§ REQUIREMENT: In your answer, every line of the records should be written out exactly.

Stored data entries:
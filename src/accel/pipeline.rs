// Copyright (c) 2026, Chad Hogan
// All rights reserved.
//
// This source code is licensed under the BSD-3-Clause license found in the
// LICENSE file in the root directory of this source tree.

//! Compute-pipeline orchestration for the accelerator backend.
//!
//! Three kernels run in sequence on one queue: the narrow-band kernel (one
//! invocation per triangle, atomic min/add commits), the Jacobi Eikonal
//! kernel (one invocation per cell, ping-pong buffers), and the parity sign
//! kernel (one invocation per `(j, k)` column). Dispatches within a pass are
//! implicitly ordered by the storage-buffer dependencies.

use tracing::{debug, info};
use wgpu::ComputePipeline;

use crate::accel::buffers::SdfBuffers;
use crate::accel::context::GpuContext;
use crate::error::{Result, SdfError};
use crate::grid::{Grid3, GridSpec};
use crate::mesh::TriMesh;

const NARROW_BAND_SHADER: &str = include_str!("shaders/narrow_band.wgsl");
const JACOBI_SHADER: &str = include_str!("shaders/jacobi.wgsl");
const SIGN_SHADER: &str = include_str!("shaders/sign.wgsl");

/// Invocations per workgroup in every kernel.
const WORKGROUP_SIZE: u32 = 64;

/// Jacobi iterations per unit of the largest grid extent. The product
/// `JACOBI_ROUNDS_PER_EXTENT * max(nx, ny, nz)` bounds how far a distance
/// front can travel; two rounds per extent covers every grid this crate
/// targets and is the knob to raise for extreme aspect ratios.
pub const JACOBI_ROUNDS_PER_EXTENT: usize = 2;

fn make_pipeline(ctx: &GpuContext, label: &str, source: &str, entry: &str) -> ComputePipeline {
    let shader = ctx
        .device
        .create_shader_module(wgpu::ShaderModuleDescriptor {
            label: Some(label),
            source: wgpu::ShaderSource::Wgsl(source.into()),
        });
    ctx.device
        .create_compute_pipeline(&wgpu::ComputePipelineDescriptor {
            label: Some(label),
            layout: None,
            module: &shader,
            entry_point: Some(entry),
            compilation_options: wgpu::PipelineCompilationOptions::default(),
            cache: None,
        })
}

/// The three compiled kernels, reusable across invocations.
pub struct SdfPipelines {
    narrow_band: ComputePipeline,
    jacobi: ComputePipeline,
    sign: ComputePipeline,
}

impl SdfPipelines {
    /// Compile the kernels on the given context.
    pub fn new(ctx: &GpuContext) -> Self {
        debug!("compiling accelerator kernels");
        SdfPipelines {
            narrow_band: make_pipeline(ctx, "sdf_narrow_band", NARROW_BAND_SHADER, "narrow_band"),
            jacobi: make_pipeline(ctx, "sdf_jacobi", JACOBI_SHADER, "jacobi"),
            sign: make_pipeline(ctx, "sdf_sign", SIGN_SHADER, "sign_pass"),
        }
    }

    /// Run the full device pipeline and download the signed field.
    pub fn run(
        &self,
        ctx: &GpuContext,
        mesh: &TriMesh,
        spec: &GridSpec,
        exact_band: u32,
    ) -> Result<Grid3<f32>> {
        let buffers = SdfBuffers::allocate(ctx, mesh, spec, exact_band)?;
        let iterations = JACOBI_ROUNDS_PER_EXTENT * spec.max_extent();
        info!(
            cells = buffers.num_cells,
            triangles = mesh.num_triangles(),
            iterations,
            "computing level set on accelerator"
        );

        let bind = |pipeline: &ComputePipeline, entries: &[&wgpu::Buffer]| {
            let layout = pipeline.get_bind_group_layout(0);
            let entries: Vec<wgpu::BindGroupEntry> = entries
                .iter()
                .enumerate()
                .map(|(binding, buffer)| wgpu::BindGroupEntry {
                    binding: binding as u32,
                    resource: buffer.as_entire_binding(),
                })
                .collect();
            ctx.device.create_bind_group(&wgpu::BindGroupDescriptor {
                label: None,
                layout: &layout,
                entries: &entries,
            })
        };

        let band_group = bind(
            &self.narrow_band,
            &[
                &buffers.params,
                &buffers.triangles,
                &buffers.phi_a,
                &buffers.crossings,
            ],
        );
        let jacobi_ab = bind(
            &self.jacobi,
            &[&buffers.params, &buffers.phi_a, &buffers.phi_b],
        );
        let jacobi_ba = bind(
            &self.jacobi,
            &[&buffers.params, &buffers.phi_b, &buffers.phi_a],
        );
        // The final distances sit in phi_a when the iteration count is even.
        let phi_final = if iterations % 2 == 0 {
            &buffers.phi_a
        } else {
            &buffers.phi_b
        };
        let sign_group = bind(&self.sign, &[&buffers.params, &buffers.crossings, phi_final]);

        let mut encoder = ctx
            .device
            .create_command_encoder(&wgpu::CommandEncoderDescriptor {
                label: Some("sdf_compute"),
            });
        {
            let mut pass = encoder.begin_compute_pass(&wgpu::ComputePassDescriptor {
                label: Some("sdf_pipeline"),
                timestamp_writes: None,
            });

            pass.set_pipeline(&self.narrow_band);
            pass.set_bind_group(0, &band_group, &[]);
            pass.dispatch_workgroups(
                (mesh.num_triangles() as u32).div_ceil(WORKGROUP_SIZE),
                1,
                1,
            );

            pass.set_pipeline(&self.jacobi);
            let cell_groups = (buffers.num_cells as u32).div_ceil(WORKGROUP_SIZE);
            for it in 0..iterations {
                let group = if it % 2 == 0 { &jacobi_ab } else { &jacobi_ba };
                pass.set_bind_group(0, group, &[]);
                pass.dispatch_workgroups(cell_groups, 1, 1);
            }

            pass.set_pipeline(&self.sign);
            pass.set_bind_group(0, &sign_group, &[]);
            pass.dispatch_workgroups(
                ((spec.ny * spec.nz) as u32).div_ceil(WORKGROUP_SIZE),
                1,
                1,
            );
        }
        ctx.queue.submit([encoder.finish()]);

        let values = buffers.download_phi(ctx, phi_final)?;
        for (index, &value) in values.iter().enumerate() {
            if value.is_nan() {
                return Err(SdfError::DistanceInvariant { index, value });
            }
        }
        Grid3::from_vec(spec.nx, spec.ny, spec.nz, values)
    }
}

/// Compute a signed distance field on the accelerator.
///
/// # Errors
/// [`SdfError::AcceleratorUnavailable`] when no device exists, or an
/// execution error from buffer limits or readback.
pub fn compute_level_set(mesh: &TriMesh, spec: &GridSpec, exact_band: u32) -> Result<Grid3<f32>> {
    let ctx = GpuContext::try_get()?;
    SdfPipelines::new(ctx).run(ctx, mesh, spec, exact_band)
}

§ WRITTEN SOLUTION:
filename src/accel/pipeline.rs
// Copyright (c) 2026, Chad Hogan
// All rights reserved.
//
// This source code is licensed under the BSD-3-Clause license found in the
// LICENSE file in the root directory of this source tree.

//! Compute-pipeline orchestration for the accelerator backend.
//!
//! Three kernels run in sequence on one queue: the narrow-band kernel (one
//! invocation per triangle, atomic min/add commits), the Jacobi Eikonal
//! kernel (one invocation per cell, ping-pong buffers), and the parity sign
//! kernel (one invocation per `(j, k)` column). Dispatches within a pass are
//! implicitly ordered by the storage-buffer dependencies.

use tracing::{debug, info};
use wgpu::ComputePipeline;

use crate::accel::buffers::SdfBuffers;
use crate::accel::context::GpuContext;
use crate::error::{Result, SdfError};
use crate::grid::{Grid3, GridSpec};
use crate::mesh::TriMesh;

const NARROW_BAND_SHADER: &str = include_str!("shaders/narrow_band.wgsl");
const JACOBI_SHADER: &str = include_str!("shaders/jacobi.wgsl");
const SIGN_SHADER: &str = include_str!("shaders/sign.wgsl");

/// Invocations per workgroup in every kernel.
const WORKGROUP_SIZE: u32 = 64;

/// Jacobi iterations per unit of the largest grid extent. The product
/// `JACOBI_ROUNDS_PER_EXTENT * max(nx, ny, nz)` bounds how far a distance
/// front can travel; two rounds per extent covers every grid this crate
/// targets and is the knob to raise for extreme aspect ratios.
pub const JACOBI_ROUNDS_PER_EXTENT: usize = 2;

fn make_pipeline(ctx: &GpuContext, label: &str, source: &str, entry: &str) -> ComputePipeline {
    let shader = ctx
        .device
        .create_shader_module(wgpu::ShaderModuleDescriptor {
            label: Some(label),
            source: wgpu::ShaderSource::Wgsl(source.into()),
        });
    ctx.device
        .create_compute_pipeline(&wgpu::ComputePipelineDescriptor {
            label: Some(label),
            layout: None,
            module: &shader,
            entry_point: Some(entry),
            compilation_options: wgpu::PipelineCompilationOptions::default(),
            cache: None,
        })
}

/// The three compiled kernels, reusable across invocations.
pub struct SdfPipelines {
    narrow_band: ComputePipeline,
    jacobi: ComputePipeline,
    sign: ComputePipeline,
}

impl SdfPipelines {
    /// Compile the kernels on the given context.
    pub fn new(ctx: &GpuContext) -> Self {
        debug!("compiling accelerator kernels");
        SdfPipelines {
            narrow_band: make_pipeline(ctx, "sdf_narrow_band", NARROW_BAND_SHADER, "narrow_band"),
            jacobi: make_pipeline(ctx, "sdf_jacobi", JACOBI_SHADER, "jacobi"),
            sign: make_pipeline(ctx, "sdf_sign", SIGN_SHADER, "sign_pass"),
        }
    }

    /// Run the full device pipeline and download the signed field.
    pub fn run(
        &self,
        ctx: &GpuContext,
        mesh: &TriMesh,
        spec: &GridSpec,
        exact_band: u32,
    ) -> Result<Grid3<f32>> {
        let buffers = SdfBuffers::allocate(ctx, mesh, spec, exact_band)?;
        let iterations = JACOBI_ROUNDS_PER_EXTENT * spec.max_extent();
        info!(
            cells = buffers.num_cells,
            triangles = mesh.num_triangles(),
            iterations,
            "computing level set on accelerator"
        );

        let bind = |pipeline: &ComputePipeline, entries: &[&wgpu::Buffer]| {
            let layout = pipeline.get_bind_group_layout(0);
            let entries: Vec<wgpu::BindGroupEntry> = entries
                .iter()
                .enumerate()
                .map(|(binding, buffer)| wgpu::BindGroupEntry {
                    binding: binding as u32,
                    resource: buffer.as_entire_binding(),
                })
                .collect();
            ctx.device.create_bind_group(&wgpu::BindGroupDescriptor {
                label: None,
                layout: &layout,
                entries: &entries,
            })
        };

        let band_group = bind(
            &self.narrow_band,
            &[
                &buffers.params,
                &buffers.triangles,
                &buffers.phi_a,
                &buffers.crossings,
            ],
        );
        let jacobi_ab = bind(
            &self.jacobi,
            &[&buffers.params, &buffers.phi_a, &buffers.phi_b],
        );
        let jacobi_ba = bind(
            &self.jacobi,
            &[&buffers.params, &buffers.phi_b, &buffers.phi_a],
        );
        // The final distances sit in phi_a when the iteration count is even.
        let phi_final = if iterations % 2 == 0 {
            &buffers.phi_a
        } else {
            &buffers.phi_b
        };
        let sign_group = bind(&self.sign, &[&buffers.params, &buffers.crossings, phi_final]);

        let mut encoder = ctx
            .device
            .create_command_encoder(&wgpu::CommandEncoderDescriptor {
                label: Some("sdf_compute"),
            });
        {
            let mut pass = encoder.begin_compute_pass(&wgpu::ComputePassDescriptor {
                label: Some("sdf_pipeline"),
                timestamp_writes: None,
            });

            pass.set_pipeline(&self.narrow_band);
            pass.set_bind_group(0, &band_group, &[]);
            pass.dispatch_workgroups(
                (mesh.num_triangles() as u32).div_ceil(WORKGROUP_SIZE),
                1,
                1,
            );

            pass.set_pipeline(&self.jacobi);
            let cell_groups = (buffers.num_cells as u32).div_ceil(WORKGROUP_SIZE);
            for it in 0..iterations {
                let group = if it % 2 == 0 { &jacobi_ab } else { &jacobi_ba };
                pass.set_bind_group(0, group, &[]);
                pass.dispatch_workgroups(cell_groups, 1, 1);
            }

            pass.set_pipeline(&self.sign);
            pass.set_bind_group(0, &sign_group, &[]);
            pass.dispatch_workgroups(
                ((spec.ny * spec.nz) as u32).div_ceil(WORKGROUP_SIZE),
                1,
                1,
            );
        }
        ctx.queue.submit([encoder.finish()]);

        let values = buffers.download_phi(ctx, phi_final)?;
        for (index, &value) in values.iter().enumerate() {
            if value.is_nan() {
                return Err(SdfError::DistanceInvariant { index, value });
            }
        }
        Grid3::from_vec(spec.nx, spec.ny, spec.nz, values)
    }
}

/// Compute a signed distance field on the accelerator.
///
/// # Errors
/// [`SdfError::AcceleratorUnavailable`] when no device exists, or an
/// execution error from buffer limits or readback.
pub fn compute_level_set(mesh: &TriMesh, spec: &GridSpec, exact_band: u32) -> Result<Grid3<f32>> {
    let ctx = GpuContext::try_get()?;
    SdfPipelines::new(ctx).run(ctx, mesh, spec, exact_band)
}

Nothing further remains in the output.